Content starts
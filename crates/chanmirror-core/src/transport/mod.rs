//! Boundary to the remote messaging service.
//!
//! The pipeline only talks to an already connected, authenticated session
//! through the `Transport` port; MTProto adapters implement it elsewhere.

pub mod port;
pub mod types;
//! Album state machine.
//!
//! Consumes messages oldest first and turns them into send-ready items.
//! Consecutive messages sharing a grouped id are held back and released as a
//! single batch when the group ends (different id, standalone message, or end
//! of stream).

use std::mem;

use tracing::warn;

use crate::{
    domain::{GroupedId, MessageId},
    transport::types::{SendableMedia, SourceMessage, TextEntity},
};

/// Normalised unit of work for the dispatcher.
#[derive(Clone, Debug, PartialEq, Eq)]
pub enum DispatchItem {
    Text {
        source: MessageId,
        body: String,
        entities: Vec<TextEntity>,
    },
    Media {
        source: MessageId,
        media: SendableMedia,
        caption: String,
        entities: Vec<TextEntity>,
    },
    /// One grouped post. The caption belongs to the first item only.
    Batch {
        items: Vec<BatchItem>,
        caption: String,
        entities: Vec<TextEntity>,
    },
}

#[derive(Clone, Debug, PartialEq, Eq)]
pub struct BatchItem {
    pub source: MessageId,
    pub media: SendableMedia,
}

#[derive(Debug, Default)]
enum AlbumState {
    #[default]
    Idle,
    Accumulating {
        grouped_id: GroupedId,
        buffer: Vec<SourceMessage>,
    },
}

#[derive(Debug, Default)]
pub struct AlbumBatcher {
    state: AlbumState,
    dropped_unsupported: usize,
}

impl AlbumBatcher {
    pub fn new() -> Self {
        Self::default()
    }

    /// Feed the next message; returns whatever became ready to send.
    pub fn push(&mut self, msg: SourceMessage) -> Vec<DispatchItem> {
        let Some(grouped_id) = msg.grouped_id else {
            let mut out = self.flush();
            out.extend(self.standalone(msg));
            return out;
        };

        if let AlbumState::Accumulating {
            grouped_id: current,
            buffer,
        } = &mut self.state
        {
            if *current == grouped_id {
                buffer.push(msg);
                return Vec::new();
            }
        }

        let out = self.flush();
        self.state = AlbumState::Accumulating {
            grouped_id,
            buffer: vec![msg],
        };
        out
    }

    /// End of stream: release any pending album.
    pub fn finish(&mut self) -> Vec<DispatchItem> {
        self.flush()
    }

    pub fn is_idle(&self) -> bool {
        matches!(self.state, AlbumState::Idle)
    }

    /// Media dropped so far because it cannot be re-sent by handle.
    pub fn dropped_unsupported(&self) -> usize {
        self.dropped_unsupported
    }

    fn standalone(&mut self, msg: SourceMessage) -> Option<DispatchItem> {
        let SourceMessage {
            id,
            text,
            entities,
            media,
            ..
        } = msg;

        let Some(media) = media else {
            return Some(DispatchItem::Text {
                source: id,
                body: text,
                entities,
            });
        };

        match media.sendable() {
            Some(media) => Some(DispatchItem::Media {
                source: id,
                media,
                caption: text,
                entities,
            }),
            None => {
                warn!(message = id.0, kind = media.kind(), "unsupported media, skipping");
                self.dropped_unsupported += 1;
                None
            }
        }
    }

    fn flush(&mut self) -> Vec<DispatchItem> {
        let AlbumState::Accumulating { grouped_id, buffer } = mem::take(&mut self.state) else {
            return Vec::new();
        };

        let mut out = Vec::new();
        let mut items = Vec::new();
        let mut caption = None;

        for msg in buffer {
            let Some(media) = msg.media else {
                // Text cannot join a media group; it goes out on its own.
                out.push(DispatchItem::Text {
                    source: msg.id,
                    body: msg.text,
                    entities: msg.entities,
                });
                continue;
            };

            let Some(sendable) = media.sendable() else {
                warn!(
                    message = msg.id.0,
                    album = grouped_id.0,
                    kind = media.kind(),
                    "unsupported media in album, dropping item"
                );
                self.dropped_unsupported += 1;
                continue;
            };

            if caption.is_none() {
                caption = Some((msg.text, msg.entities));
            }
            items.push(BatchItem {
                source: msg.id,
                media: sendable,
            });
        }

        if let Some((caption, entities)) = caption {
            out.push(DispatchItem::Batch {
                items,
                caption,
                entities,
            });
        }
        out
    }
}

/// Run a whole ordered history through a fresh batcher.
pub fn plan(messages: impl IntoIterator<Item = SourceMessage>) -> Vec<DispatchItem> {
    let mut batcher = AlbumBatcher::new();
    let mut out = Vec::new();
    for msg in messages {
        out.extend(batcher.push(msg));
    }
    out.extend(batcher.finish());
    out
}
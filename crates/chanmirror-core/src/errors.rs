use std::time::Duration;

use crate::domain::ChannelId;

/// Failure reported by a transport call.
///
/// Adapters map their protocol-specific errors into this closed set so the
/// pipeline can decide between retrying, skipping and aborting without
/// inspecting error strings.
#[derive(Clone, Debug, PartialEq, Eq, thiserror::Error)]
pub enum TransportError {
    #[error("flood wait: retry after {0:?}")]
    FloodWait(Duration),

    #[error("forwarding restricted: {0}")]
    ForwardsRestricted(String),

    #[error("channel inaccessible: {0}")]
    ChannelInaccessible(String),

    #[error("unexpected response: {0}")]
    UnexpectedResponse(String),

    #[error("rpc error {code}: {name}")]
    Rpc { code: i32, name: String },
}

impl TransportError {
    /// Wait duration requested by the remote service, if this is a flood wait.
    pub fn flood_wait(&self) -> Option<Duration> {
        match self {
            Self::FloodWait(d) => Some(*d),
            _ => None,
        }
    }
}

pub type TransportResult<T> = std::result::Result<T, TransportError>;

/// Core error type.
///
/// Everything except `Transport(ForwardsRestricted)` aborts a run; flood waits
/// never reach this type because the retry combinator absorbs them.
#[derive(Debug, thiserror::Error)]
pub enum Error {
    #[error("config error: {0}")]
    Config(String),

    #[error("i/o error: {0}")]
    Io(#[from] std::io::Error),

    #[error("json error: {0}")]
    Json(#[from] serde_json::Error),

    #[error("transport error: {0}")]
    Transport(#[from] TransportError),

    #[error("cannot resolve channel {channel}: {reason}")]
    Resolution { channel: ChannelId, reason: String },

    #[error("unexpected response: {0}")]
    UnexpectedResponse(String),

    #[error("run cancelled")]
    Cancelled,
}

impl Error {
    /// True when the destination refused the content because forwarding from
    /// the source is restricted.
    pub fn is_restricted(&self) -> bool {
        matches!(self, Self::Transport(TransportError::ForwardsRestricted(_)))
    }

    pub fn is_cancelled(&self) -> bool {
        matches!(self, Self::Cancelled)
    }
}

pub type Result<T> = std::result::Result<T, Error>;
Content ends
*REQUIRED WORK*: Including any blank lines, repeat the data exactly.

*YOUR RESPONSE*:
filename crates/chanmirror-core/src/transport/mod.rs
//! Boundary to the remote messaging service.
//!
//! The pipeline only talks to an already connected, authenticated session
//! through the `Transport` port; MTProto adapters implement it elsewhere.

pub mod port;
pub mod types;
//! Album state machine.
//!
//! Consumes messages oldest first and turns them into send-ready items.
//! Consecutive messages sharing a grouped id are held back and released as a
//! single batch when the group ends (different id, standalone message, or end
//! of stream).

use std::mem;

use tracing::warn;

use crate::{
    domain::{GroupedId, MessageId},
    transport::types::{SendableMedia, SourceMessage, TextEntity},
};

/// Normalised unit of work for the dispatcher.
#[derive(Clone, Debug, PartialEq, Eq)]
pub enum DispatchItem {
    Text {
        source: MessageId,
        body: String,
        entities: Vec<TextEntity>,
    },
    Media {
        source: MessageId,
        media: SendableMedia,
        caption: String,
        entities: Vec<TextEntity>,
    },
    /// One grouped post. The caption belongs to the first item only.
    Batch {
        items: Vec<BatchItem>,
        caption: String,
        entities: Vec<TextEntity>,
    },
}

#[derive(Clone, Debug, PartialEq, Eq)]
pub struct BatchItem {
    pub source: MessageId,
    pub media: SendableMedia,
}

#[derive(Debug, Default)]
enum AlbumState {
    #[default]
    Idle,
    Accumulating {
        grouped_id: GroupedId,
        buffer: Vec<SourceMessage>,
    },
}

#[derive(Debug, Default)]
pub struct AlbumBatcher {
    state: AlbumState,
    dropped_unsupported: usize,
}

impl AlbumBatcher {
    pub fn new() -> Self {
        Self::default()
    }

    /// Feed the next message; returns whatever became ready to send.
    pub fn push(&mut self, msg: SourceMessage) -> Vec<DispatchItem> {
        let Some(grouped_id) = msg.grouped_id else {
            let mut out = self.flush();
            out.extend(self.standalone(msg));
            return out;
        };

        if let AlbumState::Accumulating {
            grouped_id: current,
            buffer,
        } = &mut self.state
        {
            if *current == grouped_id {
                buffer.push(msg);
                return Vec::new();
            }
        }

        let out = self.flush();
        self.state = AlbumState::Accumulating {
            grouped_id,
            buffer: vec![msg],
        };
        out
    }

    /// End of stream: release any pending album.
    pub fn finish(&mut self) -> Vec<DispatchItem> {
        self.flush()
    }

    pub fn is_idle(&self) -> bool {
        matches!(self.state, AlbumState::Idle)
    }

    /// Media dropped so far because it cannot be re-sent by handle.
    pub fn dropped_unsupported(&self) -> usize {
        self.dropped_unsupported
    }

    fn standalone(&mut self, msg: SourceMessage) -> Option<DispatchItem> {
        let SourceMessage {
            id,
            text,
            entities,
            media,
            ..
        } = msg;

        let Some(media) = media else {
            return Some(DispatchItem::Text {
                source: id,
                body: text,
                entities,
            });
        };

        match media.sendable() {
            Some(media) => Some(DispatchItem::Media {
                source: id,
                media,
                caption: text,
                entities,
            }),
            None => {
                warn!(message = id.0, kind = media.kind(), "unsupported media, skipping");
                self.dropped_unsupported += 1;
                None
            }
        }
    }

    fn flush(&mut self) -> Vec<DispatchItem> {
        let AlbumState::Accumulating { grouped_id, buffer } = mem::take(&mut self.state) else {
            return Vec::new();
        };

        let mut out = Vec::new();
        let mut items = Vec::new();
        let mut caption = None;

        for msg in buffer {
            let Some(media) = msg.media else {
                // Text cannot join a media group; it goes out on its own.
                out.push(DispatchItem::Text {
                    source: msg.id,
                    body: msg.text,
                    entities: msg.entities,
                });
                continue;
            };

            let Some(sendable) = media.sendable() else {
                warn!(
                    message = msg.id.0,
                    album = grouped_id.0,
                    kind = media.kind(),
                    "unsupported media in album, dropping item"
                );
                self.dropped_unsupported += 1;
                continue;
            };

            if caption.is_none() {
                caption = Some((msg.text, msg.entities));
            }
            items.push(BatchItem {
                source: msg.id,
                media: sendable,
            });
        }

        if let Some((caption, entities)) = caption {
            out.push(DispatchItem::Batch {
                items,
                caption,
                entities,
            });
        }
        out
    }
}

/// Run a whole ordered history through a fresh batcher.
pub fn plan(messages: impl IntoIterator<Item = SourceMessage>) -> Vec<DispatchItem> {
    let mut batcher = AlbumBatcher::new();
    let mut out = Vec::new();
    for msg in messages {
        out.extend(batcher.push(msg));
    }
    out.extend(batcher.finish());
    out
}
filename crates/chanmirror-core/src/errors.rs
use std::time::Duration;

use crate::domain::ChannelId;

/// Failure reported by a transport call.
///
/// Adapters map their protocol-specific errors into this closed set so the
/// pipeline can decide between retrying, skipping and aborting without
/// inspecting error strings.
#[derive(Clone, Debug, PartialEq, Eq, thiserror::Error)]
pub enum TransportError {
    #[error("flood wait: retry after {0:?}")]
    FloodWait(Duration),

    #[error("forwarding restricted: {0}")]
    ForwardsRestricted(String),

    #[error("channel inaccessible: {0}")]
    ChannelInaccessible(String),

    #[error("unexpected response: {0}")]
    UnexpectedResponse(String),

    #[error("rpc error {code}: {name}")]
    Rpc { code: i32, name: String },
}

impl TransportError {
    /// Wait duration requested by the remote service, if this is a flood wait.
    pub fn flood_wait(&self) -> Option<Duration> {
        match self {
            Self::FloodWait(d) => Some(*d),
            _ => None,
        }
    }
}

pub type TransportResult<T> = std::result::Result<T, TransportError>;

/// Core error type.
///
/// Everything except `Transport(ForwardsRestricted)` aborts a run; flood waits
/// never reach this type because the retry combinator absorbs them.
#[derive(Debug, thiserror::Error)]
pub enum Error {
    #[error("config error: {0}")]
    Config(String),

    #[error("i/o error: {0}")]
    Io(#[from] std::io::Error),

    #[error("json error: {0}")]
    Json(#[from] serde_json::Error),

    #[error("transport error: {0}")]
    Transport(#[from] TransportError),

    #[error("cannot resolve channel {channel}: {reason}")]
    Resolution { channel: ChannelId, reason: String },

    #[error("unexpected response: {0}")]
    UnexpectedResponse(String),

    #[error("run cancelled")]
    Cancelled,
}

impl Error {
    /// True when the destination refused the content because forwarding from
    /// the source is restricted.
    pub fn is_restricted(&self) -> bool {
        matches!(self, Self::Transport(TransportError::ForwardsRestricted(_)))
    }

    pub fn is_cancelled(&self) -> bool {
        matches!(self, Self::Cancelled)
    }
}

pub type Result<T> = std::result::Result<T, Error>;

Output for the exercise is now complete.